The method we have proposed is computationally intensive since it realigns every read to at least two candidate haplotypes. The complexity is dominated by the product of the total number of candidate variants, the number of candidate haplotypes per window, the number of reads to be realigned, the length of the reads, and the length of the candidate haplotypes. The total compute time for analyzing all 225,648 candidate indels identified by the BWA read mapper for 10 individuals at 40× read-depth in a 10-Mb region was 293,403 CPU sec, or equivalently ∼1 sec per candidate variant (at this read-depth). Although we cannot change the inherent complexity of our proposed approach, we believe that by improving and optimizing the implementation, the compute times of Dindel can be significantly reduced. Another promising direction will be to prefilter the set of candidate indels using a faster method that is sensitive but not highly specific.

On simulated data we have shown that Dindel achieved false discovery rates lower than 0.5%. However, on the real data sets our estimates of the false discovery rates through comparisons with capillary sequence data were consistently higher, of the order of 2% − 5%. Our genotype concordance was lower than results that have been reported for SNPs (e.g., Li et al. 2009b; Ng et al. 2010). Both in the whole-genome resequencing study and the targeted resequencing study, the main source of false-positives were cases where the short-read data did have a number of reads with high mapping quality supporting the indel event, but where the capillary data clearly showed no evidence. It is likely that at least some of these cases are errors in the capillary data, in particular for PCR-product resequencing, where allelic drop-out can result in an undercall. Errors in the short read data could be due to mapping errors: a pair of reads that has been mapped to wrong genomic region, or a pair of reads from novel sequence not present in the reference but similar to the region where the indel is called. These errors are very difficult to correct by realignment, as the assumption is that the reads have been mapped to at least approximately the correct region. Another possible explanation for increased false-positive rates is underestimation of sequencing error indel rates outside of homopolymer runs. This is a problem we aim to address in future research. Finally, for the targeted resequencing study we considered another source of potential errors is contamination in the multiplexed samples being sequenced, or in the multiplex tag decoding.

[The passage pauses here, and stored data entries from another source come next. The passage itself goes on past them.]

use std::{mem::take, sync::Arc};

use thiserror::Error;

use crate::{
    context::DialogueContext,
    function::{FunctionEnv, FunctionError, Library},
    handler::{DialogueHandler, Delivery, InterruptHandle, Line, OptionChoice, OptionItem},
    report::ExecutionReport,
    saliency::{BoxedSaliencyStrategy, ContentKind, ContentSaliencyOption, SaliencyStrategy},
    smart::SmartVariableEvaluator,
    state::{CallSite, ExecutionState, MachineState},
    utils::format_substitutions,
    Instruction, Node, Opcode, Program, ProgramError, Value, VariableStorage,
};

/// An executor for compiled dialogue programs.
///
/// The executor walks the instructions of the current node, delivering lines, commands and
/// options to its [`DialogueHandler`]. A handler may resolve each delivery immediately or defer
/// it, in which case the executor parks and waits for [`Executor::continue_dialogue`] or
/// [`Executor::select_option`].
pub struct Executor<H: DialogueHandler> {
    /// The loaded program.
    pub(crate) program: Program,

    /// The variables of the dialogue. Survive node changes and resets.
    pub(crate) storage: VariableStorage,

    /// The functions callable from scripts.
    pub(crate) library: Library,

    /// The maximum number of instructions a single run may execute.
    pub(crate) max_steps: Option<u64>,

    /// The stacks, program counter and pending content of the current run.
    pub(crate) state: MachineState,

    /// The state of the state machine.
    pub(crate) execution_state: ExecutionState,

    /// The policy used by `SelectSaliencyCandidate`.
    saliency_strategy: BoxedSaliencyStrategy,

    /// Receives content and events.
    handler: H,

    /// Set to stop at the next checkpoint.
    interrupt: InterruptHandle,

    /// Counts of the instructions and functions executed so far.
    pub report: ExecutionReport,
}

/// Errors that the [`Executor`] can throw.
///
/// Every variant but [`ExecutionError::Script`] is fatal: the executor stops, resets its state,
/// and returns the error without firing the dialogue-complete callback. Script errors are raised
/// by library functions; the dispatch loop logs them and moves on to the next instruction.
#[derive(Error, Debug, Clone, PartialEq)]
pub enum ExecutionError {
    /// A node transfer named a node the program does not have.
    #[error("no node named `{0}` in the program")]
    NodeNotFound(String),

    /// An instruction that needs a current node ran without one.
    #[error("`{0}` needs a current node")]
    NoCurrentNode(Opcode),

    /// A peek-variant node transfer found no node name on the stack.
    #[error("top of stack is not a node name")]
    ExpectedNodeName,

    /// A node's tracking variable had no numeric initial value.
    #[error("tracking variable `{variable}` for node `{node}` was not declared as a number")]
    TrackingVariableNotNumeric {
        /// The node being completed.
        node: String,
        /// Its tracking variable.
        variable: String,
    },

    /// A saliency candidate was added with an empty content id.
    #[error("saliency candidate in node `{0}` has an empty content id")]
    EmptyContentId(String),

    /// A smart variable used an instruction outside its restricted subset.
    #[error("`{opcode}` is not supported in smart variable `{node}`")]
    UnsupportedInSmartVariable {
        /// The smart variable's node.
        node: String,
        /// The offending opcode.
        opcode: Opcode,
    },

    /// A smart variable's program counter failed to move forward.
    #[error("smart variable `{node}` jumped backwards from {from} to {to}")]
    SmartVariableBackwardJump {
        /// The smart variable's node.
        node: String,
        /// The program counter before the step.
        from: usize,
        /// The program counter after it.
        to: usize,
    },

    /// A smart variable finished with other than exactly one value on its stack.
    #[error("smart variable `{node}` left {count} values on its stack instead of 1")]
    SmartVariableResultCount {
        /// The smart variable's node.
        node: String,
        /// The number of values left.
        count: usize,
    },

    /// A smart variable depends on itself.
    #[error("smart variable `{node}` depends on itself")]
    SmartVariableCycle {
        /// The smart variable's node.
        node: String,
    },

    /// A smart variable's stack did not hold what an instruction needed.
    #[error("smart variable `{node}` is malformed: {reason}")]
    MalformedSmartVariable {
        /// The smart variable's node.
        node: String,
        /// What went wrong.
        reason: String,
    },

    /// A function called by a smart variable failed.
    #[error("smart variable `{node}` failed: {source}")]
    SmartVariableFunction {
        /// The smart variable's node.
        node: String,
        /// The function's error.
        #[source]
        source: FunctionError,
    },

    /// A smart variable read a variable with no stored or initial value.
    #[error("variable `{name}` has no value and no initial value")]
    UndefinedVariable {
        /// The variable.
        name: String,
    },

    /// A single run executed more instructions than the context allows.
    #[error("exceeded step limit of {0}")]
    StepLimitExceeded(u64),

    /// A library function failed. Not fatal.
    #[error(transparent)]
    Script(#[from] FunctionError),
}

impl ExecutionError {
    /// Whether this error aborts the run.
    #[must_use]
    pub fn is_fatal(&self) -> bool {
        !matches!(self, ExecutionError::Script(_))
    }
}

The segregation analysis of the 1000 Genomes trio data we performed has a number of caveats. First, the false-negative rate estimate is expected to be an underestimate as even the union of the indels confirmed by segregation or 454 data will not be complete. Second, mapping errors in the child and parents are not independent, as the reads are mapped to the same reference sequence. This means that indels that appear to be segregating could be false-positives in both the parents and the child. Sequencing errors also depend on sequence context, both for Illumina and 454, but to an extent we controlled for this by excluding indels in homopolymers longer than 5 nt. Third, while the depth of the 454 data is considerable, it is still possible that heterozygous indels in the child were missed due to lack of coverage. Finally, we did not take into account the effect of having a false-positive both in the child and the parent, or a true-positive in the child and a false-positive in one of the parents, as no 454 data for the parents was available. The consequences of mapping to a reference sequence can be seen from Table 3. Interestingly, increasing the quality threshold for VarScan from q10 to q20 did not strongly affect the fraction of indels found to be segregating (third column divided by the second column), while it did strongly affect the false-negative rate (respectively, ∼1% vs. ∼25%). We believe that this can be explained as follows. Since the quality scores of VarScan correspond strongly to the number of times the indel was identified by the read mapper, higher quality scores correspond to relatively more complex sequence contexts, where the read mapper already consistently identifies the correct indel event, despite the fact that the starting position of reads supporting the indel event will be different. These are precisely situations where our realignment approach does not add much. In more repetitive sequence contexts the read mapper may identify the indel event only in one read, and full support for the indel event is only uncovered upon realignment as Dindel does.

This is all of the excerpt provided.